Implement both a bibtex crawler AND a bibtex subcrawler to convert Bibtex files to RDF.
provide BOTH because users may want all their bibtex files within their folders crawled (subcrawler), but may opt to only crawl/select a single file (crawler with datasource).
Also, the datasource could take configuration values such as supporting JabRef's proprietary pdf= syntax.
For jabref/pdf:
@INPROCEEDINGS{Sauermann2005b,
title = {{The Semantic Desktop---a Basis for Personal Knowledge Management}},
pdf = {Sauermann2005b.pdf}
}
the pdf= link is relative to the path of the bibtex or to some configurable path - so this "absolute path for relative PDF links" must be configurable for a bibtex file, hence a datasource, hence the crawler.

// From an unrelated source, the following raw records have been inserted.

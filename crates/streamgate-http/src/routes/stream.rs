//! SSE stream endpoint — the connection accept hook.
//!
//! Each `GET /events` resolves (or creates) a session and streams its
//! outbound queue as SSE frames, heartbeats interleaved, until the peer
//! disconnects or the server shuts down. The first frame is a `session`
//! event announcing the session id so the client can submit control
//! messages against it.

use std::convert::Infallible;

use axum::extract::{Query, State};
use axum::response::sse::{Event, Sse};
use futures_util::Stream;
use serde::Deserialize;

use streamgate_service::events::{DEFAULT_RETRY_MS, OutboundEvent};

use crate::encode;
use crate::error::ApiError;
use crate::state::AppState;

/// Query parameters accepted on the stream endpoint.
#[derive(Debug, Deserialize)]
pub struct StreamParams {
    /// Owning user identity; anonymous connections share a user bucket.
    pub user_id: Option<String>,
    /// Existing session to re-attach to; generated when absent.
    pub session_id: Option<String>,
}

/// Removes the session when the SSE body is dropped.
///
/// Hyper drops the body stream on peer disconnect or write failure, so this
/// is the disconnect signal: removal is fatal to this connection only. The
/// guard is built before the body stream so a response dropped before its
/// first poll still tears the session down.
struct ConnectionGuard {
    state: AppState,
    session_id: String,
}

impl Drop for ConnectionGuard {
    fn drop(&mut self) {
        if self.state.sessions().remove(&self.session_id) {
            tracing::info!(session_id = %self.session_id, "client disconnected");
        }
    }
}

/// Opens the server-push stream for one client.
pub async fn events(
    State(state): State<AppState>,
    Query(params): Query<StreamParams>,
) -> Result<Sse<impl Stream<Item = Result<Event, Infallible>>>, ApiError> {
    let user_id = params.user_id.unwrap_or_else(|| "anonymous".to_owned());
    let mut dispatcher = state.open_connection(&user_id, params.session_id.as_deref())?;
    let session_id = dispatcher.session_id().to_owned();
    tracing::info!(%session_id, %user_id, "client connected");

    let guard = ConnectionGuard {
        state: state.clone(),
        session_id: session_id.clone(),
    };

    let stream = async_stream::stream! {
        let hello = OutboundEvent {
            id: None,
            event: "session".to_owned(),
            data: serde_json::json!({ "session_id": guard.session_id }),
            retry_ms: Some(DEFAULT_RETRY_MS),
        };
        yield Ok(encode::sse_event(&hello));

        while let Some(frame) = dispatcher.next_event().await {
            if frame.is_heartbeat() {
                state.metrics().record_heartbeat_sent();
            } else {
                state.metrics().record_event_sent();
            }
            yield Ok(encode::sse_event(&frame));
        }
    };

    Ok(Sse::new(stream))
}

#[cfg(test)]
mod tests {
    use super::*;

    #[tokio::test]
    async fn dropping_unpolled_response_removes_the_session() {
        let state = AppState::new_in_memory();
        let response = events(
            axum::extract::State(state.clone()),
            axum::extract::Query(StreamParams {
                user_id: Some("u1".to_owned()),
                session_id: Some("s1".to_owned()),
            }),
        )
        .await
        .unwrap();

        assert_eq!(state.sessions().count(), 1);
        drop(response);
        assert_eq!(state.sessions().count(), 0);
    }
}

this kind-of-worked in gnowsis, we must reactivate the code from here:
https://gnowsis.opendfki.de/repos/gnowsis/tags/0.8.3-alpha/gnowsis_adapterpack/WEB-INF/src/org/gnowsis/adapters/bibtex/
Christian K. at L3S implemented a Bibtex extractor, see
http://dev.nepomuk.semanticdesktop.org/repos/trunk/java/de.l3s.aperture/src/java/org/semanticdesktop/aperture/extractor/bibtex/
It is quite atomic so it should be easy to be fully migrated into the aperture source. Please contact Christian if you are interested.
This task will be a test-task for an applicant for internship at DFKI.

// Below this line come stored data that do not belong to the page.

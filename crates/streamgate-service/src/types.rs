//! Transport-agnostic types shared across the service layer.
//!
//! Introspection DTOs returned by the registry, limiter, and admin
//! operations. No HTTP dependencies.

use std::collections::HashMap;

use serde::Serialize;

/// Summary of one live session, as shown in the admin session list.
#[derive(Debug, Clone, Serialize)]
#[cfg_attr(feature = "openapi", derive(utoipa::ToSchema))]
pub struct SessionInfo {
    pub session_id: String,
    pub user_id: String,
    /// Seconds since the session was created.
    pub age_secs: u64,
    /// Seconds since the session was last touched.
    pub idle_secs: u64,
    pub request_count: u64,
    pub queue_depth: usize,
    pub initialized: bool,
}

/// Full view of one session, including free-form metadata.
#[derive(Debug, Clone, Serialize)]
#[cfg_attr(feature = "openapi", derive(utoipa::ToSchema))]
pub struct SessionDetail {
    #[serde(flatten)]
    pub info: SessionInfo,
    pub metadata: HashMap<String, serde_json::Value>,
}

/// Aggregate registry statistics.
#[derive(Debug, Clone, Serialize)]
#[cfg_attr(feature = "openapi", derive(utoipa::ToSchema))]
pub struct RegistryStats {
    pub session_count: usize,
    /// Live session count per user.
    pub sessions_per_user: HashMap<String, usize>,
    pub avg_age_secs: f64,
    /// Messages waiting across all session queues.
    pub queued_messages: usize,
}

/// Per-client rate-limit snapshot.
#[derive(Debug, Clone, Serialize)]
#[cfg_attr(feature = "openapi", derive(utoipa::ToSchema))]
pub struct ClientRateStats {
    pub client_id: String,
    /// Effective bucket capacity (base capacity times the adaptive multiplier).
    pub capacity: f64,
    pub remaining_tokens: f64,
    /// Consumed fraction of the bucket, `0.0` (idle) to `1.0` (exhausted).
    pub utilization: f64,
    /// Adaptive multiplier currently applied to this client.
    pub multiplier: f64,
    /// Seconds until the next token becomes available.
    pub retry_after_secs: f64,
}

Ok, so Enrico Minack said the code from L3S should be ported to Aperture.
take http://dev.nepomuk.semanticdesktop.org/repos/trunk/java/de.l3s.aperture/src/java/org/semanticdesktop/aperture/extractor/bibtex/ and find its dependencies.
checkout the aperture-addons project from https://aperture.svn.sourceforge.net/svnroot/aperture/trunk/aperture-addons/ using SVN, add the l3s bibtex extractor to this project and verify if it generates good bibtex.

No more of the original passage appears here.